_WHAT IS EXPECTED:_ An exact, complete copy of the entries that follow is needed.

Recorded data
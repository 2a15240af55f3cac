use axum::{
    Json, Router,
    extract::State,
    http::StatusCode,
    response::{IntoResponse, Response},
    routing::get,
};
use core_config::AppInfo;
use futures::future::join_all;
use serde::Serialize;
use serde_json::{Map, Value, json};
use std::future::Future;
use std::pin::Pin;

#[derive(Serialize)]
pub struct HealthResponse {
    pub status: &'static str,
    pub name: &'static str,
    pub version: &'static str,
}

/// A boxed future for health checks with a string error
pub type HealthCheckFuture<'a> = Pin<Box<dyn Future<Output = Result<(), String>> + Send + 'a>>;

/// Runs multiple health checks concurrently and returns aggregated results.
///
/// The body is `{"status": "ready" | "not ready", "<name>": "connected" | "disconnected", ...}`,
/// with 200 when every check passes and 503 otherwise.
///
/// # Example
/// ```ignore
/// let checks: Vec<(&str, HealthCheckFuture<'_>)> = vec![
///     ("mongodb", Box::pin(async {
///         database::mongodb::ping(&client).await.map_err(|e| e.to_string())
///     })),
/// ];
/// run_health_checks(checks).await
/// ```
pub async fn run_health_checks(checks: Vec<(&str, HealthCheckFuture<'_>)>) -> (StatusCode, Json<Value>) {
    let names: Vec<_> = checks.iter().map(|(name, _)| *name).collect();
    let futures: Vec<_> = checks.into_iter().map(|(_, check)| check).collect();
    let results = join_all(futures).await;

    let mut body = Map::new();
    let mut all_healthy = true;

    for (name, result) in names.into_iter().zip(results) {
        let status = match result {
            Ok(()) => "connected",
            Err(e) => {
                tracing::error!("Readiness check failed: {} error: {}", name, e);
                all_healthy = false;
                "disconnected"
            }
        };
        body.insert(name.to_string(), json!(status));
    }

    body.insert(
        "status".to_string(),
        json!(if all_healthy { "ready" } else { "not ready" }),
    );

    let status = if all_healthy {
        StatusCode::OK
    } else {
        StatusCode::SERVICE_UNAVAILABLE
    };

    (status, Json(Value::Object(body)))
}

/// Health check endpoint handler.
///
/// Always returns 200 while the process is serving.
pub async fn health_handler(State(app): State<AppInfo>) -> Response {
    let response = HealthResponse {
        status: "healthy",
        name: app.name,
        version: app.version,
    };

    (StatusCode::OK, Json(response)).into_response()
}

/// Creates a router with the /health endpoint.
pub fn health_router(app_info: AppInfo) -> Router {
    Router::new()
        .route("/health", get(health_handler))
        .with_state(app_info)
}

#[cfg(test)]
mod tests {
    use super::*;
    use axum::body::Body;
    use axum::http::Request;
    use http_body_util::BodyExt;
    use tower::ServiceExt;

    #[tokio::test]
    async fn test_health_router_reports_app_info() {
        let app = health_router(AppInfo {
            name: "users_api",
            version: "0.1.0",
        });

        let response = app
            .oneshot(Request::builder().uri("/health").body(Body::empty()).unwrap())
            .await
            .unwrap();
        assert_eq!(response.status(), StatusCode::OK);

        let bytes = response.into_body().collect().await.unwrap().to_bytes();
        let body: Value = serde_json::from_slice(&bytes).unwrap();
        assert_eq!(body["status"], "healthy");
        assert_eq!(body["name"], "users_api");
    }

    #[tokio::test]
    async fn test_run_health_checks_all_pass() {
        let checks: Vec<(&str, HealthCheckFuture<'_>)> =
            vec![("mongodb", Box::pin(async { Ok(()) }))];
        let (status, Json(body)) = run_health_checks(checks).await;
        assert_eq!(status, StatusCode::OK);
        assert_eq!(body["status"], "ready");
        assert_eq!(body["mongodb"], "connected");
    }

    #[tokio::test]
    async fn test_run_health_checks_failure_is_503() {
        let checks: Vec<(&str, HealthCheckFuture<'_>)> = vec![
            ("mongodb", Box::pin(async { Err("no servers".to_string()) })),
            ("other", Box::pin(async { Ok(()) })),
        ];
        let (status, Json(body)) = run_health_checks(checks).await;
        assert_eq!(status, StatusCode::SERVICE_UNAVAILABLE);
        assert_eq!(body["status"], "not ready");
        assert_eq!(body["mongodb"], "disconnected");
        assert_eq!(body["other"], "connected");
    }
}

_EXPECTED ANSWER:_
repository 2a15240af55f3cac
use axum::{
    Json, Router,
    extract::State,
    http::StatusCode,
    response::{IntoResponse, Response},
    routing::get,
};
use core_config::AppInfo;
use futures::future::join_all;
use serde::Serialize;
use serde_json::{Map, Value, json};
use std::future::Future;
use std::pin::Pin;

#[derive(Serialize)]
pub struct HealthResponse {
    pub status: &'static str,
    pub name: &'static str,
    pub version: &'static str,
}

/// A boxed future for health checks with a string error
pub type HealthCheckFuture<'a> = Pin<Box<dyn Future<Output = Result<(), String>> + Send + 'a>>;

/// Runs multiple health checks concurrently and returns aggregated results.
///
/// The body is `{"status": "ready" | "not ready", "<name>": "connected" | "disconnected", ...}`,
/// with 200 when every check passes and 503 otherwise.
///
/// # Example
/// ```ignore
/// let checks: Vec<(&str, HealthCheckFuture<'_>)> = vec![
///     ("mongodb", Box::pin(async {
///         database::mongodb::ping(&client).await.map_err(|e| e.to_string())
///     })),
/// ];
/// run_health_checks(checks).await
/// ```
pub async fn run_health_checks(checks: Vec<(&str, HealthCheckFuture<'_>)>) -> (StatusCode, Json<Value>) {
    let names: Vec<_> = checks.iter().map(|(name, _)| *name).collect();
    let futures: Vec<_> = checks.into_iter().map(|(_, check)| check).collect();
    let results = join_all(futures).await;

    let mut body = Map::new();
    let mut all_healthy = true;

    for (name, result) in names.into_iter().zip(results) {
        let status = match result {
            Ok(()) => "connected",
            Err(e) => {
                tracing::error!("Readiness check failed: {} error: {}", name, e);
                all_healthy = false;
                "disconnected"
            }
        };
        body.insert(name.to_string(), json!(status));
    }

    body.insert(
        "status".to_string(),
        json!(if all_healthy { "ready" } else { "not ready" }),
    );

    let status = if all_healthy {
        StatusCode::OK
    } else {
        StatusCode::SERVICE_UNAVAILABLE
    };

    (status, Json(Value::Object(body)))
}

/// Health check endpoint handler.
///
/// Always returns 200 while the process is serving.
pub async fn health_handler(State(app): State<AppInfo>) -> Response {
    let response = HealthResponse {
        status: "healthy",
        name: app.name,
        version: app.version,
    };

    (StatusCode::OK, Json(response)).into_response()
}

/// Creates a router with the /health endpoint.
pub fn health_router(app_info: AppInfo) -> Router {
    Router::new()
        .route("/health", get(health_handler))
        .with_state(app_info)
}

#[cfg(test)]
mod tests {
    use super::*;
    use axum::body::Body;
    use axum::http::Request;
    use http_body_util::BodyExt;
    use tower::ServiceExt;

    #[tokio::test]
    async fn test_health_router_reports_app_info() {
        let app = health_router(AppInfo {
            name: "users_api",
            version: "0.1.0",
        });

        let response = app
            .oneshot(Request::builder().uri("/health").body(Body::empty()).unwrap())
            .await
            .unwrap();
        assert_eq!(response.status(), StatusCode::OK);

        let bytes = response.into_body().collect().await.unwrap().to_bytes();
        let body: Value = serde_json::from_slice(&bytes).unwrap();
        assert_eq!(body["status"], "healthy");
        assert_eq!(body["name"], "users_api");
    }

    #[tokio::test]
    async fn test_run_health_checks_all_pass() {
        let checks: Vec<(&str, HealthCheckFuture<'_>)> =
            vec![("mongodb", Box::pin(async { Ok(()) }))];
        let (status, Json(body)) = run_health_checks(checks).await;
        assert_eq!(status, StatusCode::OK);
        assert_eq!(body["status"], "ready");
        assert_eq!(body["mongodb"], "connected");
    }

    #[tokio::test]
    async fn test_run_health_checks_failure_is_503() {
        let checks: Vec<(&str, HealthCheckFuture<'_>)> = vec![
            ("mongodb", Box::pin(async { Err("no servers".to_string()) })),
            ("other", Box::pin(async { Ok(()) })),
        ];
        let (status, Json(body)) = run_health_checks(checks).await;
        assert_eq!(status, StatusCode::SERVICE_UNAVAILABLE);
        assert_eq!(body["status"], "not ready");
        assert_eq!(body["mongodb"], "disconnected");
        assert_eq!(body["other"], "connected");
    }
}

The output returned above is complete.